What this task involves:
Count every line below containing "within"; state the number only.

*** Opening Provided entries ***

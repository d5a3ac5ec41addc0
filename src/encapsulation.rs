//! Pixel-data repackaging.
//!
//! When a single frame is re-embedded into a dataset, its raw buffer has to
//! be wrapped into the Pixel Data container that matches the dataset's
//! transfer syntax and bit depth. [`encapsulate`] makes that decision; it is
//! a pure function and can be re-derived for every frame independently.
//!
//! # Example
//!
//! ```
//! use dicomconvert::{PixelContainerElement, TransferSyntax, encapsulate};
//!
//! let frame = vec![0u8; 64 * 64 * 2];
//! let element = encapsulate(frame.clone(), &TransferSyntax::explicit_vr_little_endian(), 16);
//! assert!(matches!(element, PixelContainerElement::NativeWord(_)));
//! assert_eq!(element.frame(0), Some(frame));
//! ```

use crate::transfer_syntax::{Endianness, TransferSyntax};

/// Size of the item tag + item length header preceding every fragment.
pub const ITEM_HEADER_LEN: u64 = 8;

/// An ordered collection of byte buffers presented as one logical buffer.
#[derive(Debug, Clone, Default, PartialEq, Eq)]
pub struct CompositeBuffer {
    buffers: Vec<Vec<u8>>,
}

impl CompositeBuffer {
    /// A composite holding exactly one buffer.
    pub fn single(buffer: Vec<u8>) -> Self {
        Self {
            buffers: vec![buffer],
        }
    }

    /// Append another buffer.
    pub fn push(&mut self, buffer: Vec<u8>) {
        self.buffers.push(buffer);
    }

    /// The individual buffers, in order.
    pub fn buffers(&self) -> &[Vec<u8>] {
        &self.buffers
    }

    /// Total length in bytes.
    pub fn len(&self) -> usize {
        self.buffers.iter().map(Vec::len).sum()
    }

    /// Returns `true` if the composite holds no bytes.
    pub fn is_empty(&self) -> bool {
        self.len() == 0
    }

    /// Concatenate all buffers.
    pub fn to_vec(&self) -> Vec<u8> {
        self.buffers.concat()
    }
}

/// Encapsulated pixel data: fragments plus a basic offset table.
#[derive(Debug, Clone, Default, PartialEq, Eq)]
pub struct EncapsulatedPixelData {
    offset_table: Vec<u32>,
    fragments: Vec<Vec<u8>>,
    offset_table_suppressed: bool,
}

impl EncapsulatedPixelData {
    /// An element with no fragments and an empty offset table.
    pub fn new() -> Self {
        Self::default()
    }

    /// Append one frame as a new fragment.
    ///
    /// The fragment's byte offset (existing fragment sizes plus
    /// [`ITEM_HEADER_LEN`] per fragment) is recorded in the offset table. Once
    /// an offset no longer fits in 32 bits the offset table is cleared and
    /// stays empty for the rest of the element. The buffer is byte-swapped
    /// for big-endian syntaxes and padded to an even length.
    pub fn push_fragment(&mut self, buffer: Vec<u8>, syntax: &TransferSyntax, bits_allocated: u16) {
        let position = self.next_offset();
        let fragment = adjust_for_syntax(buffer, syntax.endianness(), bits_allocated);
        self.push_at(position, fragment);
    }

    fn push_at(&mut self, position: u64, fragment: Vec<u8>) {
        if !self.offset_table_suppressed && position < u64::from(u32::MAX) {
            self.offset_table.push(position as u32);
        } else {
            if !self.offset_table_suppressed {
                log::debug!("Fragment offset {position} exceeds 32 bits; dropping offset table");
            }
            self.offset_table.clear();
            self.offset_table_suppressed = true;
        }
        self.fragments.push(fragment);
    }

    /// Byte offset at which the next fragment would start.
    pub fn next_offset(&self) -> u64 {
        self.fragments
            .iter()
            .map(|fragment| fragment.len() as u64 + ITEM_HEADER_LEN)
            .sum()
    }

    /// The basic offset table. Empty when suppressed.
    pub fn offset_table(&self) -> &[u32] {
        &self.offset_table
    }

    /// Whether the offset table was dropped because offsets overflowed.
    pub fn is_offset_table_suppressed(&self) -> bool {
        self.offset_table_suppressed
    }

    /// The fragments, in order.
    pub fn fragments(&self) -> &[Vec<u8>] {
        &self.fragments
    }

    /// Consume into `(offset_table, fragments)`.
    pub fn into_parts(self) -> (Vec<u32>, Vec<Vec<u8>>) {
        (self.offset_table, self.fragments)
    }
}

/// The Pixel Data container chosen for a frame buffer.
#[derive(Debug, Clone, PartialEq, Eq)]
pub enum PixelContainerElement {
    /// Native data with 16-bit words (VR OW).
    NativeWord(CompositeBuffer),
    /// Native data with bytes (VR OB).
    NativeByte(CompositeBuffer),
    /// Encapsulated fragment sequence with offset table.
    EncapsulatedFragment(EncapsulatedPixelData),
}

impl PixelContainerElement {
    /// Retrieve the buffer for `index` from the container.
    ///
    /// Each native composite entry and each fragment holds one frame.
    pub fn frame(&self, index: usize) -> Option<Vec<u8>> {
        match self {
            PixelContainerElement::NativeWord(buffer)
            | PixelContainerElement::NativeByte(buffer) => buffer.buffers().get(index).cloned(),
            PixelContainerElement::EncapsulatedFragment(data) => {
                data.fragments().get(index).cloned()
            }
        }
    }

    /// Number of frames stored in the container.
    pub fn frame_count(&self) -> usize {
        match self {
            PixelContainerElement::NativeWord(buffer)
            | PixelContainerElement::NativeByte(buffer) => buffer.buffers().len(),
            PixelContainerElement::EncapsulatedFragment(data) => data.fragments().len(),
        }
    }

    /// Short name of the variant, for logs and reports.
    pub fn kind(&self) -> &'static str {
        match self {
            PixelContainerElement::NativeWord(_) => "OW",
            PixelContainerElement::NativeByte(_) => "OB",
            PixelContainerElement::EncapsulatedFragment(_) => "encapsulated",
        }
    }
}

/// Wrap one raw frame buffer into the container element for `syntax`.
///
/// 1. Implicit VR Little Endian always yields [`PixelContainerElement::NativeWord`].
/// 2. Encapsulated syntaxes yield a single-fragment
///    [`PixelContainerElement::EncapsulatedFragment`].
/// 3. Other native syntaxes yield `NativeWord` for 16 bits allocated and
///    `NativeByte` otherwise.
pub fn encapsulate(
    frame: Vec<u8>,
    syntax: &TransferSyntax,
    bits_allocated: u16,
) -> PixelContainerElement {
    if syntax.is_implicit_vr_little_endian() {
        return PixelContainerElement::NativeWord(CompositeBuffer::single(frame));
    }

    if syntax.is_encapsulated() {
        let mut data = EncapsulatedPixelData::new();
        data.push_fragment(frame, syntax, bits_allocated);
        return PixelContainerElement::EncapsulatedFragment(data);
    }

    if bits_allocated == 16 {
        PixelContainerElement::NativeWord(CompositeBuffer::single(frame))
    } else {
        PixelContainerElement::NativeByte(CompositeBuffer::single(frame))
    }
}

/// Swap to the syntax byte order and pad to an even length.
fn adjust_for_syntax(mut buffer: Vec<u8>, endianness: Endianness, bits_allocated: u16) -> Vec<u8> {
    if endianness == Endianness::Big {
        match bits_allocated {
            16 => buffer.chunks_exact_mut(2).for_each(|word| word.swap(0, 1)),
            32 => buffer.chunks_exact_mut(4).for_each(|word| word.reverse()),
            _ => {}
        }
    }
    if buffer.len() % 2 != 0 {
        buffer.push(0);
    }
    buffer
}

*** Closing Provided entries ***
*** Opening Provided entries ***

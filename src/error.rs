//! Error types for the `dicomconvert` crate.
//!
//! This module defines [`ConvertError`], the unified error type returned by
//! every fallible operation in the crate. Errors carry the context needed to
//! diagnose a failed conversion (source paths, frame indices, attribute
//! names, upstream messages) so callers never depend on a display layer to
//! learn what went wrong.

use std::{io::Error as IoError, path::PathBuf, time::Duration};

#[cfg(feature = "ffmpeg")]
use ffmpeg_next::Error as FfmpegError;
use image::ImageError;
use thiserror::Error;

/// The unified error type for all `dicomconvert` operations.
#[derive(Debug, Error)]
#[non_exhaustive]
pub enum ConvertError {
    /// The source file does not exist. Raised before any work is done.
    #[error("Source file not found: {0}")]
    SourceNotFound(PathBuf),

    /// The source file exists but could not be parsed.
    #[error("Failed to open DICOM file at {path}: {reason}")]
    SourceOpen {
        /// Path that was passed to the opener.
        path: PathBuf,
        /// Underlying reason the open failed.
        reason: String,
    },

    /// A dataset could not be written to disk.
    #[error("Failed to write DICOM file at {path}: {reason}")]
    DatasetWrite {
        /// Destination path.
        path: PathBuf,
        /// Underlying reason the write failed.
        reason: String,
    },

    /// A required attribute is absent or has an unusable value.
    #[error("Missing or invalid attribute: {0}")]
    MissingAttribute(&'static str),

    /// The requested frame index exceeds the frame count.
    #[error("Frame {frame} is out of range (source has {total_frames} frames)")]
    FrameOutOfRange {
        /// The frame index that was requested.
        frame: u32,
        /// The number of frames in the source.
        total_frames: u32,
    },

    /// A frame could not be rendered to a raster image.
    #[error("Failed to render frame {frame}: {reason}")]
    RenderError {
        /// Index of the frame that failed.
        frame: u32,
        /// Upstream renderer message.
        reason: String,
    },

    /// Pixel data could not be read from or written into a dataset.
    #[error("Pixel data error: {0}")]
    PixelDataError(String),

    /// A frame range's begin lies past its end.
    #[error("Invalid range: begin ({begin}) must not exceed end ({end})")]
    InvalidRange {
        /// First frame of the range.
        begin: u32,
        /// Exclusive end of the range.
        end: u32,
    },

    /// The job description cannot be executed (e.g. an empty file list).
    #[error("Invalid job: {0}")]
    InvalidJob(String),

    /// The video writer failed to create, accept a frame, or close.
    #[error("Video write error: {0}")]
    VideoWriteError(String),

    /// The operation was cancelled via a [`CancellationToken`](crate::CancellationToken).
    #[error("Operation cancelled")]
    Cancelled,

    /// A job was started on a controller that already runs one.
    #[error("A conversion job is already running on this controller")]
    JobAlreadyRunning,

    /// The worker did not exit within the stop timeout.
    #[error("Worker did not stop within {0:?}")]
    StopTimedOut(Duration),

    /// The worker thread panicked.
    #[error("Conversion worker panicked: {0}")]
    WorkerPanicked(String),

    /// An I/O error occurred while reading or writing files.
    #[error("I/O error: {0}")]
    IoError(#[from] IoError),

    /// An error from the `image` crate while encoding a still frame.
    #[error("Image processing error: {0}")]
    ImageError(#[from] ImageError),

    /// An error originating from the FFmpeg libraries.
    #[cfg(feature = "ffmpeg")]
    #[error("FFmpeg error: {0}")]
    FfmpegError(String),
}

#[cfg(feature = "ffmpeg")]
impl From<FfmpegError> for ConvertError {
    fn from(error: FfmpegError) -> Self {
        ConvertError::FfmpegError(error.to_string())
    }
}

*** Closing Provided entries ***

Task result:
2